## Brief
Select the lines below containing the word "Theme".

## Source information
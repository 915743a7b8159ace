//! Terminal rendering target for the card stack.
//!
//! Each card owns a [`CardSurface`]: the last style the animator committed.
//! The animator writes through a [`SurfaceHandle`]; the [`CardStage`] widget
//! only reads surfaces, so drawing never triggers a recompute.

use std::cell::RefCell;
use std::rc::Rc;

use ratatui::{
    buffer::Buffer,
    layout::Rect,
    style::{Color, Modifier, Style},
    text::{Line, Span},
    widgets::{Block, BorderType, Borders, Clear, Paragraph, Widget, Wrap},
};

use crate::core::card::Card;
use crate::core::stack::VisualHandle;
use crate::core::style::CardStyle;

use super::theme::Theme;

// ───────────────────────────────────────── surface ───────────

/// Committed appearance of one card.
#[derive(Debug, Clone)]
pub struct CardSurface {
    pub style: CardStyle,
    pub motion_hint: bool,
}

impl Default for CardSurface {
    fn default() -> Self {
        Self {
            style: CardStyle::HIDDEN_BELOW,
            motion_hint: false,
        }
    }
}

pub type SharedSurface = Rc<RefCell<CardSurface>>;

/// Animator-side handle onto a [`CardSurface`].
#[derive(Debug, Clone)]
pub struct SurfaceHandle(SharedSurface);

impl SurfaceHandle {
    pub fn new(surface: SharedSurface) -> Self {
        Self(surface)
    }
}

impl VisualHandle for SurfaceHandle {
    fn set_transform(&mut self, scale: f64, _x: f64, y: f64) {
        let mut s = self.0.borrow_mut();
        s.style.scale = scale;
        s.style.translate_y = y;
    }

    fn set_opacity(&mut self, opacity: f64) {
        self.0.borrow_mut().style.opacity = opacity;
    }

    fn set_blur(&mut self, px: f64) {
        self.0.borrow_mut().style.blur_px = px;
    }

    fn set_brightness(&mut self, brightness: f64) {
        self.0.borrow_mut().style.brightness = brightness;
    }

    fn set_motion_hint(&mut self, active: bool) {
        self.0.borrow_mut().motion_hint = active;
    }

    // One write for the whole style.
    fn apply(&mut self, style: &CardStyle) {
        self.0.borrow_mut().style = *style;
    }
}

// ───────────────────────────────────────── geometry ──────────

/// Blur at which a card's body text is no longer legible.
const ILLEGIBLE_BLUR_PX: f64 = 4.0;
/// Below this opacity a card is not drawn.
const MIN_DRAW_OPACITY: f64 = 0.05;

/// Stage position in signed rows/columns, so it can hang above the page
/// while the capability section scrolls away.
#[derive(Debug, Clone, Copy, PartialEq, Eq)]
pub struct StageBox {
    pub x: i32,
    pub y: i32,
    pub width: u16,
    pub height: u16,
}

impl From<Rect> for StageBox {
    fn from(r: Rect) -> Self {
        Self {
            x: i32::from(r.x),
            y: i32::from(r.y),
            width: r.width,
            height: r.height,
        }
    }
}

/// Resting rectangle of a card inside the stage, before transforms.
/// Returned as `(x, y, width, height)` relative to the stage.
fn resting_slot(stage: StageBox) -> (f64, f64, f64, f64) {
    let width = (f64::from(stage.width) * 0.7).clamp(24.0, 72.0).min(f64::from(stage.width));
    let height = (f64::from(stage.height) * 0.5).clamp(6.0, 12.0).min(f64::from(stage.height));
    let x = (f64::from(stage.width) - width) / 2.0;
    // Leave headroom above for receded cards.
    let y = (f64::from(stage.height) - height) * 0.6;
    (x, y, width, height)
}

/// Apply a style to the resting slot and clip the result to `bounds`.
pub fn card_rect(stage: StageBox, style: &CardStyle, bounds: Rect) -> Option<Rect> {
    let (x, y, w, h) = resting_slot(stage);
    let sw = (w * style.scale).round();
    let sh = (h * style.scale).round().max(3.0);
    let sx = f64::from(stage.x) + x + (w - sw) / 2.0;
    let sy = f64::from(stage.y) + y + (h - sh) / 2.0 + style.translate_y / 100.0 * h;
    clip(sx.round() as i32, sy.round() as i32, sw as i32, sh as i32, bounds)
}

fn clip(x: i32, y: i32, w: i32, h: i32, bounds: Rect) -> Option<Rect> {
    let left = x.max(i32::from(bounds.x));
    let top = y.max(i32::from(bounds.y));
    let right = (x + w).min(i32::from(bounds.x) + i32::from(bounds.width));
    let bottom = (y + h).min(i32::from(bounds.y) + i32::from(bounds.height));
    if right <= left || bottom <= top {
        return None;
    }
    Some(Rect::new(
        left as u16,
        top as u16,
        (right - left) as u16,
        (bottom - top) as u16,
    ))
}

/// Grey level for a given brightness × opacity.
fn shade(level: f64) -> Color {
    let v = (level.clamp(0.0, 1.0) * 255.0).round() as u8;
    Color::Rgb(v, v, v)
}

// ───────────────────────────────────────── widget ────────────

/// Draws every visible card at its committed style, oldest first so the
/// newest card ends up in front.
pub struct CardStage<'a> {
    pub cards: &'a [Card],
    pub surfaces: &'a [SharedSurface],
    /// May extend past `bounds` while scrolling away.
    pub stage: StageBox,
}

impl Widget for CardStage<'_> {
    fn render(self, bounds: Rect, buf: &mut Buffer) {
        for (card, surface) in self.cards.iter().zip(self.surfaces) {
            let style = surface.borrow().style;
            if style.opacity < MIN_DRAW_OPACITY {
                continue;
            }
            let Some(rect) = card_rect(self.stage, &style, bounds) else {
                continue;
            };
            render_card(card, &style, rect, buf);
        }
    }
}

fn render_card(card: &Card, style: &CardStyle, rect: Rect, buf: &mut Buffer) {
    let level = style.brightness * style.opacity;
    let mut text_style = Style::default().fg(shade(level));
    if style.blur_px > 0.5 {
        text_style = text_style.add_modifier(Modifier::DIM);
    }

    Clear.render(rect, buf);
    let block = Block::default()
        .borders(Borders::ALL)
        .border_type(BorderType::Rounded)
        .border_style(Theme::card_border_style(level))
        .title(Line::from(vec![
            Span::raw(" "),
            Span::raw(card.icon),
            Span::raw(" "),
            Span::styled(card.title, text_style.add_modifier(Modifier::BOLD)),
            Span::raw(" "),
        ]));
    let inner = block.inner(rect);
    block.render(rect, buf);

    if style.blur_px >= ILLEGIBLE_BLUR_PX {
        return;
    }

    let mut lines = vec![Line::from(Span::styled(card.description, text_style))];
    lines.push(Line::raw(""));
    lines.push(Line::from(
        card.tags
            .iter()
            .flat_map(|tag| [Span::styled(format!("[{tag}]"), Theme::tag_style()), Span::raw(" ")])
            .collect::<Vec<_>>(),
    ));
    Paragraph::new(lines)
        .wrap(Wrap { trim: true })
        .render(inner, buf);
}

## Task answer
use super::theme::Theme;
        .border_style(Theme::card_border_style(level))
            .flat_map(|tag| [Span::styled(format!("[{tag}]"), Theme::tag_style()), Span::raw(" ")])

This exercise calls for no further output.